Deutschland hinkt im internationalen Wettbewerb hinterher, hohe Unternehmenssteuern und Bürokratie-Hemmnisse schrecken neue Investoren ab oder treiben die alten aus dem Land - so die düstere Bestandsaufnahme. Die Großkoalitionäre sind mit dem ehrgeizigen Ziel angetreten, diese Situation zu verändern. Ein integraler Bestandteil ihrer Wirtschaftspolitik ist dabei die geplante Unternehmenssteuerreform.

Von Constanze Hacke | 09.07.2006
    Folgt man dem Koalitionsvertrag, ist die Zielvorgabe eindeutig: Es muss endlich eine von Rechtsform und Finanzierung unabhängige Besteuerung geben. Die internationale Wettbewerbsfähigkeit und Europatauglichkeit soll verbessert werden. Und trotzdem sollen die öffentlichen Kassen nicht darunter leiden. Klar ist aber bislang vor allem eines: Eine Unternehmenssteuerreform passt nicht auf einen Bierdeckel. Das wäre zwar der Öffentlichkeit gut zu verkaufen, ginge aber an der Realität vorbei. Zu kompliziert ist das bisherige Recht, zu verzweigt sind seine Ausnahmeregeln. Bleibt es also wieder nur bei Symbolpolitik, um die öffentlichen Kassen zu schonen? Oder ist die Unternehmenssteuerreform der große Wurf, der für Arbeit und Wachstum im Lande sorgen könnte?

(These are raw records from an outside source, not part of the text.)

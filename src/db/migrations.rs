//! Database migrations
//!
//! Schema migrations are embedded as SQL strings with a SQLite and a MySQL
//! variant each. Applied versions are tracked in a `_migrations` table.
//!
//! When a migrations directory is configured, its `NNNNN_name.sql` files are
//! applied instead of the embedded set. Goose-style `-- +goose Up` /
//! `-- +goose Down` annotations are understood; only the `Up` part runs.
//!
//! # Usage
//!
//! ```ignore
//! use travel_blog::db::{create_pool, migrations};
//!
//! let pool = create_pool(&config.database).await?;
//! migrations::run_migrations(&pool, config.database.migrations_dir.as_deref()).await?;
//! ```

use anyhow::{bail, Context, Result};
use chrono::{DateTime, Utc};
use sqlx::{MySqlPool, Row, SqlitePool};
use std::path::Path;

use super::DynDatabasePool;
use crate::config::DatabaseDriver;

/// A database migration with SQL for both SQLite and MySQL
#[derive(Debug, Clone)]
pub struct Migration {
    /// Migration version number (must be unique and sequential)
    pub version: i32,
    /// Human-readable migration name
    pub name: &'static str,
    /// SQL statements for SQLite
    pub up_sqlite: &'static str,
    /// SQL statements for MySQL
    pub up_mysql: &'static str,
}

/// Migration record stored in the database
#[derive(Debug, Clone)]
pub struct MigrationRecord {
    /// Migration version number
    pub version: i64,
    /// Migration name/description
    pub name: String,
    /// When the migration was applied
    pub applied_at: DateTime<Utc>,
}

/// A migration resolved for the active driver, from either source
#[derive(Debug, Clone, PartialEq, Eq)]
pub struct PlannedMigration {
    pub version: i64,
    pub name: String,
    pub sql: String,
}
//! Token service
//!
//! Issues and validates HS256-signed JWTs. Access and refresh tokens share
//! one claim set and differ only in lifetime. Validation accepts HS256 only.

use crate::config::AuthConfig;
use crate::models::{User, UserRole};
use chrono::{DateTime, Duration, Utc};
use jsonwebtoken::errors::ErrorKind;
use jsonwebtoken::{decode, encode, Algorithm, DecodingKey, EncodingKey, Header, Validation};
use serde::{Deserialize, Serialize};
use uuid::Uuid;

/// Error types for token operations
#[derive(Debug, thiserror::Error)]
pub enum TokenError {
    /// Bad signature, wrong algorithm or malformed token
    #[error("invalid token")]
    InvalidToken,

    /// Signature is valid but `exp` has passed
    #[error("token has expired")]
    ExpiredToken,

    /// Signing failed or the service is misconfigured
    #[error("Internal error: {0}")]
    InternalError(#[from] anyhow::Error),
}

/// Claims carried by every issued token
#[derive(Debug, Clone, PartialEq, Eq, Serialize, Deserialize)]
#[serde(rename_all = "camelCase")]
pub struct Claims {
    pub user_id: i64,
    pub email: String,
    pub role: UserRole,
    /// Issued at, seconds since the epoch
    pub iat: i64,
    /// Expires at, seconds since the epoch
    pub exp: i64,
    /// Random token id
    pub jti: String,
}

/// The caller identity established from a valid access token
#[derive(Debug, Clone, PartialEq, Eq)]
pub struct Principal {
    pub user_id: i64,
    pub email: String,
    pub role: UserRole,
}

impl From<Claims> for Principal {
    fn from(claims: Claims) -> Self {
        Self {
            user_id: claims.user_id,
            email: claims.email,
            role: claims.role,
        }
    }
}

/// An access token and a refresh token issued together
#[derive(Debug, Clone, Serialize)]
#[serde(rename_all = "camelCase")]
pub struct TokenPair {
    pub access_token: String,
    pub refresh_token: String,
}

pub struct TokenService {
    encoding_key: EncodingKey,
    decoding_key: DecodingKey,
    validation: Validation,
    access_ttl_hours: i64,
    refresh_ttl_hours: i64,
}

impl TokenService {
    /// Build the service from the auth configuration.
    ///
    /// An empty secret is rejected.
    pub fn new(config: &AuthConfig) -> Result<Self, TokenError> {
        if config.jwt_secret.is_empty() {
            return Err(TokenError::InternalError(anyhow::anyhow!(
                "JWT secret must not be empty"
            )));
        }

        let mut validation = Validation::new(Algorithm::HS256);
        validation.leeway = 0;

        Ok(Self {
            encoding_key: EncodingKey::from_secret(config.jwt_secret.as_bytes()),
            decoding_key: DecodingKey::from_secret(config.jwt_secret.as_bytes()),
            validation,
            access_ttl_hours: config.access_token_ttl_hours,
            refresh_ttl_hours: config.refresh_token_ttl_hours,
        })
    }

    /// Lifetime of refresh tokens, used when persisting them
    pub fn refresh_ttl_hours(&self) -> i64 {
        self.refresh_ttl_hours
    }

    /// Sign a token for a user valid for `ttl_hours` from now
    pub fn issue(
        &self,
        user_id: i64,
        email: &str,
        role: UserRole,
        ttl_hours: i64,
    ) -> Result<String, TokenError> {
        self.issue_at(Utc::now(), user_id, email, role, ttl_hours)
    }

    fn issue_at(
        &self,
        issued_at: DateTime<Utc>,
        user_id: i64,
        email: &str,
        role: UserRole,
        ttl_hours: i64,
    ) -> Result<String, TokenError> {
        let expires_at = Duration::try_hours(ttl_hours)
            .and_then(|ttl| issued_at.checked_add_signed(ttl))
            .ok_or_else(|| {
                TokenError::InternalError(anyhow::anyhow!(
                    "Token lifetime out of range: {} hours",
                    ttl_hours
                ))
            })?;

        let claims = Claims {
            user_id,
            email: email.to_string(),
            role,
            iat: issued_at.timestamp(),
            exp: expires_at.timestamp(),
            jti: Uuid::new_v4().to_string(),
        };

        encode(&Header::new(Algorithm::HS256), &claims, &self.encoding_key)
            .map_err(|e| TokenError::InternalError(anyhow::anyhow!("Failed to sign token: {}", e)))
    }

    /// Issue the access and refresh tokens for a user
    pub fn issue_pair(&self, user: &User) -> Result<TokenPair, TokenError> {
        Ok(TokenPair {
            access_token: self.issue(user.id, &user.email, user.role, self.access_ttl_hours)?,
            refresh_token: self.issue(user.id, &user.email, user.role, self.refresh_ttl_hours)?,
        })
    }

    /// Verify signature, algorithm and expiry and return the claims
    pub fn validate(&self, token: &str) -> Result<Claims, TokenError> {
        decode::<Claims>(token, &self.decoding_key, &self.validation)
            .map(|data| data.claims)
            .map_err(|e| match e.kind() {
                ErrorKind::ExpiredSignature => TokenError::ExpiredToken,
                _ => TokenError::InvalidToken,
            })
    }
}
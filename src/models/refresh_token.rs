//! Refresh token model

use anyhow::{Context, Result};
use chrono::{DateTime, Duration, Utc};

/// Server-side record of an issued refresh token.
///
/// Rows exist so logout can delete them; expired rows are not swept.
#[derive(Debug, Clone)]
pub struct RefreshToken {
    pub id: i64,
    /// The signed token string (unique)
    pub token: String,
    /// Owning user
    pub user_id: i64,
    /// Expiration timestamp
    pub expires_at: DateTime<Utc>,
    /// Creation timestamp
    pub created_at: DateTime<Utc>,
}

impl RefreshToken {
    /// Record a token expiring `ttl_hours` from now
    pub fn new(token: String, user_id: i64, ttl_hours: i64) -> Result<Self> {
        let now = Utc::now();
        let expires_at = Duration::try_hours(ttl_hours)
            .and_then(|ttl| now.checked_add_signed(ttl))
            .with_context(|| format!("Refresh token lifetime out of range: {} hours", ttl_hours))?;

        Ok(Self {
            id: 0,
            token,
            user_id,
            expires_at,
            created_at: now,
        })
    }
}
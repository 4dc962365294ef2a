//! Database layer
//!
//! SQLite (default, single file) and MySQL behind the `DatabasePool` trait.
//! The driver is selected from `DatabaseConfig`.
//!
//! # Usage
//!
//! ```ignore
//! use travel_blog::config::DatabaseConfig;
//! use travel_blog::db::{create_pool, migrations};
//!
//! let config = DatabaseConfig::default();
//! let pool = create_pool(&config).await?;
//! migrations::run_migrations(&pool, config.migrations_dir.as_deref()).await?;
//! ```

pub mod migrations;
pub mod pool;
pub mod repositories;

pub use pool::{create_pool, create_test_pool, Database, DatabasePool, DynDatabasePool};

/// Whether an error raised by a repository is a unique-constraint violation
/// reported by the store.
pub fn is_unique_violation(err: &anyhow::Error) -> bool {
    err.chain().any(|cause| {
        matches!(
            cause.downcast_ref::<sqlx::Error>(),
            Some(sqlx::Error::Database(db_err)) if db_err.is_unique_violation()
        )
    })
}
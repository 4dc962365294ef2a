//! User model

use chrono::{DateTime, Utc};
use serde::{Deserialize, Serialize};
use std::fmt;
use std::str::FromStr;

/// A registered account.
///
/// Serializes with camelCase keys; the password hash is never written out and
/// unset profile fields are omitted.
#[derive(Debug, Clone, Serialize, Deserialize)]
#[serde(rename_all = "camelCase")]
pub struct User {
    /// Unique identifier
    pub id: i64,
    /// Email address (unique)
    pub email: String,
    /// Username (unique)
    pub username: String,
    /// Password hash (argon2)
    #[serde(skip_serializing, default)]
    pub password_hash: String,
    #[serde(skip_serializing_if = "Option::is_none")]
    pub first_name: Option<String>,
    #[serde(skip_serializing_if = "Option::is_none")]
    pub last_name: Option<String>,
    #[serde(skip_serializing_if = "Option::is_none")]
    pub avatar: Option<String>,
    #[serde(skip_serializing_if = "Option::is_none")]
    pub bio: Option<String>,
    /// User role
    pub role: UserRole,
    /// Creation timestamp
    pub created_at: DateTime<Utc>,
    /// Last update timestamp
    pub updated_at: DateTime<Utc>,
}

impl User {
    /// Create a new User with the given parameters.
    ///
    /// The password must already be hashed, see `services::password::hash_password()`.
    pub fn new(email: String, username: String, password_hash: String, role: UserRole) -> Self {
        let now = Utc::now();
        Self {
            id: 0, // Will be set by the database
            email,
            username,
            password_hash,
            first_name: None,
            last_name: None,
            avatar: None,
            bio: None,
            role,
            created_at: now,
            updated_at: now,
        }
    }
}

/// User role for authorization.
#[derive(Debug, Clone, Copy, PartialEq, Eq, Serialize, Deserialize, Default)]
#[serde(rename_all = "lowercase")]
pub enum UserRole {
    /// Regular account, may only modify its own resources
    #[default]
    User,
    /// Administrator, may modify any resource
    Admin,
}

impl UserRole {
    pub fn as_str(&self) -> &'static str {
        match self {
            UserRole::User => "user",
            UserRole::Admin => "admin",
        }
    }
}

impl fmt::Display for UserRole {
    fn fmt(&self, f: &mut fmt::Formatter<'_>) -> fmt::Result {
        f.write_str(self.as_str())
    }
}

impl FromStr for UserRole {
    type Err = anyhow::Error;

    fn from_str(s: &str) -> Result<Self, Self::Err> {
        match s.to_lowercase().as_str() {
            "user" => Ok(UserRole::User),
            "admin" => Ok(UserRole::Admin),
            _ => Err(anyhow::anyhow!("Invalid user role: {}", s)),
        }
    }
}

#[cfg(test)]
mod tests {
    use super::*;

    #[test]
    fn test_user_new_defaults() {
        let user = User::new(
            "a@x.com".to_string(),
            "alice".to_string(),
            "hash".to_string(),
            UserRole::User,
        );

        assert_eq!(user.id, 0);
        assert!(user.first_name.is_none());
        assert_eq!(user.role, UserRole::User);
    }

    #[test]
    fn test_role_display_and_parse() {
        assert_eq!(UserRole::Admin.to_string(), "admin");
        assert_eq!("USER".parse::<UserRole>().unwrap(), UserRole::User);
        assert!("editor".parse::<UserRole>().is_err());
    }

    #[test]
    fn test_serialization_hides_password_and_uses_camel_case() {
        let mut user = User::new(
            "a@x.com".to_string(),
            "alice".to_string(),
            "$argon2id$secret".to_string(),
            UserRole::User,
        );
        user.first_name = Some("Alice".to_string());

        let json = serde_json::to_value(&user).unwrap();

        assert!(json.get("passwordHash").is_none());
        assert!(json.get("password_hash").is_none());
        assert!(!json.to_string().contains("argon2id"));
        assert_eq!(json["firstName"], "Alice");
        assert!(json.get("lastName").is_none());
        assert_eq!(json["role"], "user");
        assert!(json.get("createdAt").is_some());
    }
}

    Eigentlich gibt es sie gar nicht. Eine Unternehmenssteuer existiert in Deutschland weder im Gesetz, noch gibt es eine einheitliche Steuerart für Firmen. Und das ist Teil des Problems. Denn Unternehmen hierzulande werden - je nach Rechtsform und Branche - auf unterschiedlichste Weise vom Finanzamt zur Kasse gebeten. Befürworter sprechen von Vielfalt und sicheren Einnahmen für die öffentlichen Kassen, Gegner von einem Chaos, das ausländische Investoren abschrecke.

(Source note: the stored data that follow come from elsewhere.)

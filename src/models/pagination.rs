//! Pagination parameters and results shared by list endpoints

use serde::Serialize;

pub const DEFAULT_PAGE: u32 = 1;
pub const DEFAULT_PAGE_SIZE: u32 = 10;
pub const MAX_PAGE_SIZE: u32 = 100;

/// Normalized page request
#[derive(Debug, Clone, Copy, PartialEq, Eq)]
pub struct ListParams {
    /// Page number (1-indexed)
    pub page: u32,
    /// Number of items per page
    pub page_size: u32,
}

impl Default for ListParams {
    fn default() -> Self {
        Self {
            page: DEFAULT_PAGE,
            page_size: DEFAULT_PAGE_SIZE,
        }
    }
}

impl ListParams {
    /// Normalize raw query values.
    ///
    /// A missing, unparsable or non-positive page falls back to `default_page`;
    /// pages past `u32::MAX` are clamped to it.
    /// A page size outside `[1, max_page_size]` falls back to `default_page_size`.
    pub fn normalize(
        raw_page: Option<&str>,
        raw_page_size: Option<&str>,
        default_page: u32,
        default_page_size: u32,
        max_page_size: u32,
    ) -> Self {
        let page = raw_page
            .and_then(|p| p.trim().parse::<i64>().ok())
            .filter(|p| *p >= 1)
            .map(|p| u32::try_from(p).unwrap_or(u32::MAX))
            .unwrap_or(default_page);

        let page_size = raw_page_size
            .and_then(|s| s.trim().parse::<i64>().ok())
            .filter(|s| *s >= 1 && *s <= i64::from(max_page_size))
            .and_then(|s| u32::try_from(s).ok())
            .unwrap_or(default_page_size);

        Self { page, page_size }
    }

    /// Normalize with the defaults used by every public list (1, 10, max 100)
    pub fn from_query(raw_page: Option<&str>, raw_page_size: Option<&str>) -> Self {
        Self::normalize(raw_page, raw_page_size, DEFAULT_PAGE, DEFAULT_PAGE_SIZE, MAX_PAGE_SIZE)
    }

    /// Calculate the offset for database queries
    pub fn offset(&self) -> i64 {
        (i64::from(self.page) - 1) * i64::from(self.page_size)
    }

    /// Get the limit for database queries
    pub fn limit(&self) -> i64 {
        i64::from(self.page_size)
    }
}

/// `ceil(total / page_size)` in integer arithmetic; zero items is zero pages
pub fn total_pages(total: i64, page_size: u32) -> i64 {
    if page_size == 0 || total <= 0 {
        return 0;
    }
    let size = i64::from(page_size);
    let pages = total / size;
    if total % size > 0 {
        pages + 1
    } else {
        pages
    }
}

/// Paginated result container
#[derive(Debug, Clone, Serialize)]
pub struct PagedResult<T> {
    /// Items in the current page
    pub items: Vec<T>,
    /// Total number of items across all pages
    pub total: i64,
    /// Current page number (1-indexed)
    pub page: u32,
    /// Number of items per page
    pub page_size: u32,
}

impl<T> PagedResult<T> {
    pub fn new(items: Vec<T>, total: i64, params: &ListParams) -> Self {
        Self {
            items,
            total,
            page: params.page,
            page_size: params.page_size,
        }
    }

    pub fn total_pages(&self) -> i64 {
        total_pages(self.total, self.page_size)
    }

    /// Convert the items, keeping the page metadata
    pub fn map<U>(self, f: impl FnMut(T) -> U) -> PagedResult<U> {
        PagedResult {
            items: self.items.into_iter().map(f).collect(),
            total: self.total,
            page: self.page,
            page_size: self.page_size,
        }
    }
}

#[cfg(test)]
mod tests {
    use super::*;

    #[test]
    fn test_normalize_out_of_range_falls_back() {
        let params = ListParams::normalize(Some("0"), Some("500"), 1, 10, 100);
        assert_eq!(params, ListParams { page: 1, page_size: 10 });
    }

    #[test]
    fn test_normalize_keeps_valid_values() {
        let params = ListParams::normalize(Some("3"), Some("25"), 1, 10, 100);
        assert_eq!(params, ListParams { page: 3, page_size: 25 });

        let at_max = ListParams::normalize(Some("1"), Some("100"), 1, 10, 100);
        assert_eq!(at_max.page_size, 100);
    }

    #[test]
    fn test_normalize_unparsable_and_missing() {
        assert_eq!(
            ListParams::normalize(Some("abc"), Some("1.5"), 1, 10, 100),
            ListParams { page: 1, page_size: 10 }
        );
        assert_eq!(
            ListParams::normalize(None, None, 2, 20, 100),
            ListParams { page: 2, page_size: 20 }
        );
        assert_eq!(
            ListParams::normalize(Some("-4"), Some("-1"), 1, 10, 100),
            ListParams { page: 1, page_size: 10 }
        );
    }

    #[test]
    fn test_huge_page_is_clamped_not_reset() {
        let params = ListParams::normalize(Some("5000000000"), Some("10"), 1, 10, 100);
        assert_eq!(params.page, u32::MAX);
        assert_eq!(params.offset(), (i64::from(u32::MAX) - 1) * 10);
    }

    #[test]
    fn test_offset_and_limit() {
        let params = ListParams { page: 3, page_size: 10 };
        assert_eq!(params.offset(), 20);
        assert_eq!(params.limit(), 10);
    }

    #[test]
    fn test_total_pages() {
        assert_eq!(total_pages(25, 10), 3);
        assert_eq!(total_pages(0, 10), 0);
        assert_eq!(total_pages(10, 10), 1);
        assert_eq!(total_pages(11, 10), 2);
        assert_eq!(total_pages(1, 100), 1);
    }

    #[test]
    fn test_paged_result_map_keeps_metadata() {
        let params = ListParams { page: 2, page_size: 2 };
        let paged = PagedResult::new(vec![1, 2], 5, &params).map(|n| n * 10);

        assert_eq!(paged.items, vec![10, 20]);
        assert_eq!(paged.total, 5);
        assert_eq!(paged.page, 2);
        assert_eq!(paged.total_pages(), 3);
    }
}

    "Die Mischung von Einkommensteuer, Körperschaftsteuer und Gewerbesteuer macht nicht nur jede Reform der Unternehmensbesteuerung schwierig - es macht es vor allem fast unmöglich, die steuerliche Belastung deutscher Unternehmen tatsächlich zu ermitteln. Und je nachdem, auf welche Steuerart der Betrachter schaut, gehören die deutschen Steuersätze zu den niedrigsten oder aber zu den höchsten in ganz Europa."

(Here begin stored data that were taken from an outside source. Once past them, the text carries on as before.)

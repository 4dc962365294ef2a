//! Comment repository

use crate::config::DatabaseDriver;
use crate::db::repositories::user::{AuthorColumns, AUTHOR_COLUMNS};
use crate::db::DynDatabasePool;
use crate::models::{Comment, CommentWithMeta, ListParams, PagedResult};
use anyhow::{Context, Result};
use async_trait::async_trait;
use chrono::{DateTime, Utc};
use sqlx::{MySqlPool, SqlitePool};
use std::sync::Arc;

/// Comment repository trait
#[async_trait]
pub trait CommentRepository: Send + Sync {
    /// Create a new comment
    async fn create(&self, comment: &Comment) -> Result<Comment>;

    /// Get a non-deleted comment by ID
    async fn get_by_id(&self, id: i64) -> Result<Option<Comment>>;

    /// Top-level comments of a post with their authors, newest first.
    ///
    /// `total` counts top-level comments only; `replies` are left empty.
    async fn list_top_level_for_post(
        &self,
        post_id: i64,
        params: &ListParams,
    ) -> Result<PagedResult<CommentWithMeta>>;

    /// Direct replies to any of `parent_ids` with their authors, oldest first
    async fn replies_for(&self, parent_ids: &[i64]) -> Result<Vec<CommentWithMeta>>;

    /// Count all non-deleted comments
    async fn count(&self) -> Result<i64>;
}

/// SQLx-based comment repository implementation
pub struct SqlxCommentRepository {
    pool: DynDatabasePool,
}

impl SqlxCommentRepository {
    pub fn new(pool: DynDatabasePool) -> Self {
        Self { pool }
    }

    pub fn boxed(pool: DynDatabasePool) -> Arc<dyn CommentRepository> {
        Arc::new(Self::new(pool))
    }
}

const INSERT_COMMENT: &str = r#"
    INSERT INTO comments (content, post_id, user_id, parent_id, created_at, updated_at)
    VALUES (?, ?, ?, ?, ?, ?)
"#;

const SELECT_COMMENT_BY_ID: &str = r#"
    SELECT id, content, post_id, user_id, parent_id, created_at, updated_at, deleted_at
    FROM comments
    WHERE id = ? AND deleted_at IS NULL
"#;

const COUNT_COMMENTS: &str = "SELECT COUNT(*) FROM comments WHERE deleted_at IS NULL";

const COUNT_TOP_LEVEL: &str =
    "SELECT COUNT(*) FROM comments WHERE post_id = ? AND parent_id IS NULL AND deleted_at IS NULL";

fn select_with_author(filter: &str, order: &str) -> String {
    format!(
        "SELECT c.id, c.content, c.post_id, c.user_id, c.parent_id, c.created_at, c.updated_at, \
         c.deleted_at, {AUTHOR_COLUMNS} \
         FROM comments c LEFT JOIN users u ON u.id = c.user_id \
         WHERE c.deleted_at IS NULL AND {filter} \
         ORDER BY {order}"
    )
}

fn top_level_sql() -> String {
    select_with_author(
        "c.post_id = ? AND c.parent_id IS NULL",
        "c.created_at DESC, c.id DESC LIMIT ? OFFSET ?",
    )
}

fn replies_sql(parent_count: usize) -> String {
    let placeholders = vec!["?"; parent_count].join(", ");
    select_with_author(
        &format!("c.parent_id IN ({})", placeholders),
        "c.created_at ASC, c.id ASC",
    )
}

#[async_trait]
impl CommentRepository for SqlxCommentRepository {
    async fn create(&self, comment: &Comment) -> Result<Comment> {
        let id = match self.pool.driver() {
            DatabaseDriver::Sqlite => insert_comment_sqlite(self.pool.sqlite()?, comment).await?,
            DatabaseDriver::Mysql => insert_comment_mysql(self.pool.mysql()?, comment).await?,
        };

        Ok(Comment {
            id,
            ..comment.clone()
        })
    }

    async fn get_by_id(&self, id: i64) -> Result<Option<Comment>> {
        let row = match self.pool.driver() {
            DatabaseDriver::Sqlite => {
                sqlx::query_as::<_, CommentRow>(SELECT_COMMENT_BY_ID)
                    .bind(id)
                    .fetch_optional(self.pool.sqlite()?)
                    .await
            }
            DatabaseDriver::Mysql => {
                sqlx::query_as::<_, CommentRow>(SELECT_COMMENT_BY_ID)
                    .bind(id)
                    .fetch_optional(self.pool.mysql()?)
                    .await
            }
        }
        .context("Failed to get comment by ID")?;

        Ok(row.map(Comment::from))
    }

    async fn list_top_level_for_post(
        &self,
        post_id: i64,
        params: &ListParams,
    ) -> Result<PagedResult<CommentWithMeta>> {
        let (rows, total) = match self.pool.driver() {
            DatabaseDriver::Sqlite => {
                list_top_level_sqlite(self.pool.sqlite()?, post_id, params).await?
            }
            DatabaseDriver::Mysql => {
                list_top_level_mysql(self.pool.mysql()?, post_id, params).await?
            }
        };

        let items = rows
            .into_iter()
            .map(CommentWithMeta::try_from)
            .collect::<Result<Vec<_>>>()?;

        Ok(PagedResult::new(items, total, params))
    }

    async fn replies_for(&self, parent_ids: &[i64]) -> Result<Vec<CommentWithMeta>> {
        if parent_ids.is_empty() {
            return Ok(Vec::new());
        }

        let sql = replies_sql(parent_ids.len());
        let rows = match self.pool.driver() {
            DatabaseDriver::Sqlite => {
                let mut query = sqlx::query_as::<_, CommentWithAuthorRow>(&sql);
                for id in parent_ids {
                    query = query.bind(*id);
                }
                query.fetch_all(self.pool.sqlite()?).await
            }
            DatabaseDriver::Mysql => {
                let mut query = sqlx::query_as::<_, CommentWithAuthorRow>(&sql);
                for id in parent_ids {
                    query = query.bind(*id);
                }
                query.fetch_all(self.pool.mysql()?).await
            }
        }
        .context("Failed to load comment replies")?;

        rows.into_iter().map(CommentWithMeta::try_from).collect()
    }

    async fn count(&self) -> Result<i64> {
        match self.pool.driver() {
            DatabaseDriver::Sqlite => {
                sqlx::query_scalar::<_, i64>(COUNT_COMMENTS)
                    .fetch_one(self.pool.sqlite()?)
                    .await
            }
            DatabaseDriver::Mysql => {
                sqlx::query_scalar::<_, i64>(COUNT_COMMENTS)
                    .fetch_one(self.pool.mysql()?)
                    .await
            }
        }
        .context("Failed to count comments")
    }
}

// ============================================================================
// Driver-specific queries
// ============================================================================

async fn insert_comment_sqlite(pool: &SqlitePool, comment: &Comment) -> Result<i64> {
    let result = sqlx::query(INSERT_COMMENT)
        .bind(&comment.content)
        .bind(comment.post_id)
        .bind(comment.user_id)
        .bind(comment.parent_id)
        .bind(comment.created_at)
        .bind(comment.updated_at)
        .execute(pool)
        .await
        .context("Failed to create comment")?;

    Ok(result.last_insert_rowid())
}

async fn insert_comment_mysql(pool: &MySqlPool, comment: &Comment) -> Result<i64> {
    let result = sqlx::query(INSERT_COMMENT)
        .bind(&comment.content)
        .bind(comment.post_id)
        .bind(comment.user_id)
        .bind(comment.parent_id)
        .bind(comment.created_at)
        .bind(comment.updated_at)
        .execute(pool)
        .await
        .context("Failed to create comment")?;

    Ok(result.last_insert_id() as i64)
}

async fn list_top_level_sqlite(
    pool: &SqlitePool,
    post_id: i64,
    params: &ListParams,
) -> Result<(Vec<CommentWithAuthorRow>, i64)> {
    let rows = sqlx::query_as::<_, CommentWithAuthorRow>(&top_level_sql())
        .bind(post_id)
        .bind(params.limit())
        .bind(params.offset())
        .fetch_all(pool)
        .await
        .context("Failed to list comments")?;

    let total = sqlx::query_scalar::<_, i64>(COUNT_TOP_LEVEL)
        .bind(post_id)
        .fetch_one(pool)
        .await
        .context("Failed to count comments for post")?;

    Ok((rows, total))
}

async fn list_top_level_mysql(
    pool: &MySqlPool,
    post_id: i64,
    params: &ListParams,
) -> Result<(Vec<CommentWithAuthorRow>, i64)> {
    let rows = sqlx::query_as::<_, CommentWithAuthorRow>(&top_level_sql())
        .bind(post_id)
        .bind(params.limit())
        .bind(params.offset())
        .fetch_all(pool)
        .await
        .context("Failed to list comments")?;

    let total = sqlx::query_scalar::<_, i64>(COUNT_TOP_LEVEL)
        .bind(post_id)
        .fetch_one(pool)
        .await
        .context("Failed to count comments for post")?;

    Ok((rows, total))
}

#[derive(sqlx::FromRow)]
struct CommentRow {
    id: i64,
    content: String,
    post_id: i64,
    user_id: i64,
    parent_id: Option<i64>,
    created_at: DateTime<Utc>,
    updated_at: DateTime<Utc>,
    deleted_at: Option<DateTime<Utc>>,
}

impl From<CommentRow> for Comment {
    fn from(row: CommentRow) -> Self {
        Comment {
            id: row.id,
            content: row.content,
            post_id: row.post_id,
            user_id: row.user_id,
            parent_id: row.parent_id,
            created_at: row.created_at,
            updated_at: row.updated_at,
            deleted_at: row.deleted_at,
        }
    }
}

#[derive(sqlx::FromRow)]
struct CommentWithAuthorRow {
    #[sqlx(flatten)]
    comment: CommentRow,
    #[sqlx(flatten)]
    author: AuthorColumns,
}

impl TryFrom<CommentWithAuthorRow> for CommentWithMeta {
    type Error = anyhow::Error;

    fn try_from(row: CommentWithAuthorRow) -> Result<Self> {
        let comment = Comment::from(row.comment);
        let author = row.author.into_user(comment.user_id)?;
        Ok(CommentWithMeta::new(comment, author))
    }
}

    Steuer Nummer 1 - die Einkommensteuer
    Mehr als 80 Prozent aller Unternehmen in Deutschland sind Einzelunternehmen und Personengesellschaften. Ob Einzelhändler, Handwerksbetrieb, Friseursalon, Rechtsanwaltskanzlei oder Maschinenzulieferer: Sie alle haben steuerlich häufig eines gemeinsam - sie zahlen auf ihren Gewinn Einkommensteuer. Denn die wird für sämtliche Personenunternehmen fällig:

    "Sowohl der Inhaber eines Einzelunternehmens als auch die Gesellschafter einer GbR, einer Partnerschaftsgesellschaft, einer Offenen Handelsgesellschaft oder einer Kommanditgesellschaft werden mit der gleichen Steuer belegt, die der Staat auch von Arbeitnehmern verlangt. Je nach Höhe ihres Unternehmensgewinns zahlen sie zwischen 15 und 42 Prozent Einkommensteuer. Eigentlich keine schlechte Sache, zumal sich bei der Einkommensteuer in den zurückliegenden Jahren einiges getan hat. Sowohl Spitzen- als auch Eingangssteuersatz sind in den vergangenen Jahren deutlich gesunken, 1998 lagen sie noch bei jeweils 53 beziehungsweise 26 Prozent."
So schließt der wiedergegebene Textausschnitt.